To find out whether the tRNA gene clusters were associated with particular CDS (coding DNA sequence), we investigated the genes within and flanking the clusters. Most of these genes encoded hypothetical proteins, and a large portion of them was only identified in the carrier virus. Each tRNA gene cluster group presented core genes (i.e., a set of genes present in all clusters from a group), except the G1 group.
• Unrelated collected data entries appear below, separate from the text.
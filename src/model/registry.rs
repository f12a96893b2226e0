//! Ordered registry of a document's visual assets.

use std::sync::Arc;

use super::{AssetId, VisualAsset};

/// The ordered, fixed-membership collection of a document's image slots.
///
/// Membership and order are set once when the document is generated.
/// The only mutation is [`replace_image`](Self::replace_image), which
/// returns a new registry sharing every untouched asset with the old one.
#[derive(Debug, Clone, Default, PartialEq)]
#[cfg_attr(feature = "serde", derive(serde::Serialize, serde::Deserialize))]
#[cfg_attr(
    feature = "serde",
    serde(from = "Vec<VisualAsset>", into = "Vec<VisualAsset>")
)]
pub struct VisualRegistry {
    assets: Vec<Arc<VisualAsset>>,
}

impl VisualRegistry {
    pub fn new(assets: Vec<VisualAsset>) -> Self {
        Self {
            assets: assets.into_iter().map(Arc::new).collect(),
        }
    }

    /// Look up an asset by id. The first asset wins if ids repeat.
    pub fn find(&self, id: &AssetId) -> Option<&VisualAsset> {
        self.assets.iter().map(Arc::as_ref).find(|a| &a.id == id)
    }

    /// Return a registry where `id`'s image bytes are `data`.
    ///
    /// Caption, prompt, ordering, and every other asset are preserved.
    /// An unknown id is a no-op.
    pub fn replace_image(&self, id: &AssetId, data: impl Into<Vec<u8>>) -> Self {
        let Some(pos) = self.assets.iter().position(|a| &a.id == id) else {
            return self.clone();
        };

        let mut assets = self.assets.clone();
        let updated = VisualAsset {
            image_data: Some(data.into()),
            ..VisualAsset::clone(&assets[pos])
        };
        assets[pos] = Arc::new(updated);
        Self { assets }
    }

    /// The asset rendered above the body, found by id rather than position.
    pub fn header_asset(&self) -> Option<&VisualAsset> {
        self.find(&AssetId::header())
    }

    /// Numbered in-body assets, in registry order.
    pub fn body_assets(&self) -> impl Iterator<Item = &VisualAsset> {
        self.iter().filter(|a| !a.id.is_header())
    }

    /// Ids of assets still waiting for image bytes.
    pub fn pending(&self) -> Vec<&AssetId> {
        self.iter().filter(|a| a.is_pending()).map(|a| &a.id).collect()
    }

    pub fn iter(&self) -> impl Iterator<Item = &VisualAsset> {
        self.assets.iter().map(Arc::as_ref)
    }

    pub fn len(&self) -> usize {
        self.assets.len()
    }

    pub fn is_empty(&self) -> bool {
        self.assets.is_empty()
    }

    /// Whether `other` holds the very same allocation for asset `id`.
    #[cfg(test)]
    pub(crate) fn shares_asset(&self, other: &Self, id: &AssetId) -> bool {
        let mine = self.assets.iter().find(|a| &a.id == id);
        let theirs = other.assets.iter().find(|a| &a.id == id);
        matches!((mine, theirs), (Some(a), Some(b)) if Arc::ptr_eq(a, b))
    }
}

impl From<Vec<VisualAsset>> for VisualRegistry {
    fn from(assets: Vec<VisualAsset>) -> Self {
        Self::new(assets)
    }
}

impl From<VisualRegistry> for Vec<VisualAsset> {
    fn from(registry: VisualRegistry) -> Self {
        registry
            .assets
            .into_iter()
            .map(|a| Arc::try_unwrap(a).unwrap_or_else(|shared| VisualAsset::clone(&shared)))
            .collect()
    }
}

impl FromIterator<VisualAsset> for VisualRegistry {
    fn from_iter<I: IntoIterator<Item = VisualAsset>>(iter: I) -> Self {
        Self::new(iter.into_iter().collect())
    }
}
Among the groups with putative genes: the G4 group presented 13 core genes, one of them being an exonuclease; the G5 group presented 14 core genes, one of them being a dNMP kinase; the G6 group presented four core genes, one of them being an HNH endonuclease; the G9 group presented 14 core genes, being three of them an HNH endonuclease, phosphoribosyl transferase, and tyrosine phosphatase; and the G11 group presented one core gene, a DNA helicase.
In a bipartite network analysis of these CDS, we observed that only a few CDS associated with the tRNA gene cluster groups were shared among them (Figure S5). Besides that, the groups sharing CDS are mostly related to a same bacterial host phylum (Table S5). Considering the 25 singleton clusters, 11 share CDS with other tRNA gene cluster or singletons. Contrasting with this, a bipartite network analysis considering the whole genome gene content revealed a large network including all genomes but Cafeteria roenbergensis virus BV-PW1, Halovirus HGTV-1 and Sulfitobacter phage phiCB2047-B (data not shown). This indicates that the phages harboring tRNA gene cluster, even with different groups, are involved in lateral gene transfer events and may share the same niches.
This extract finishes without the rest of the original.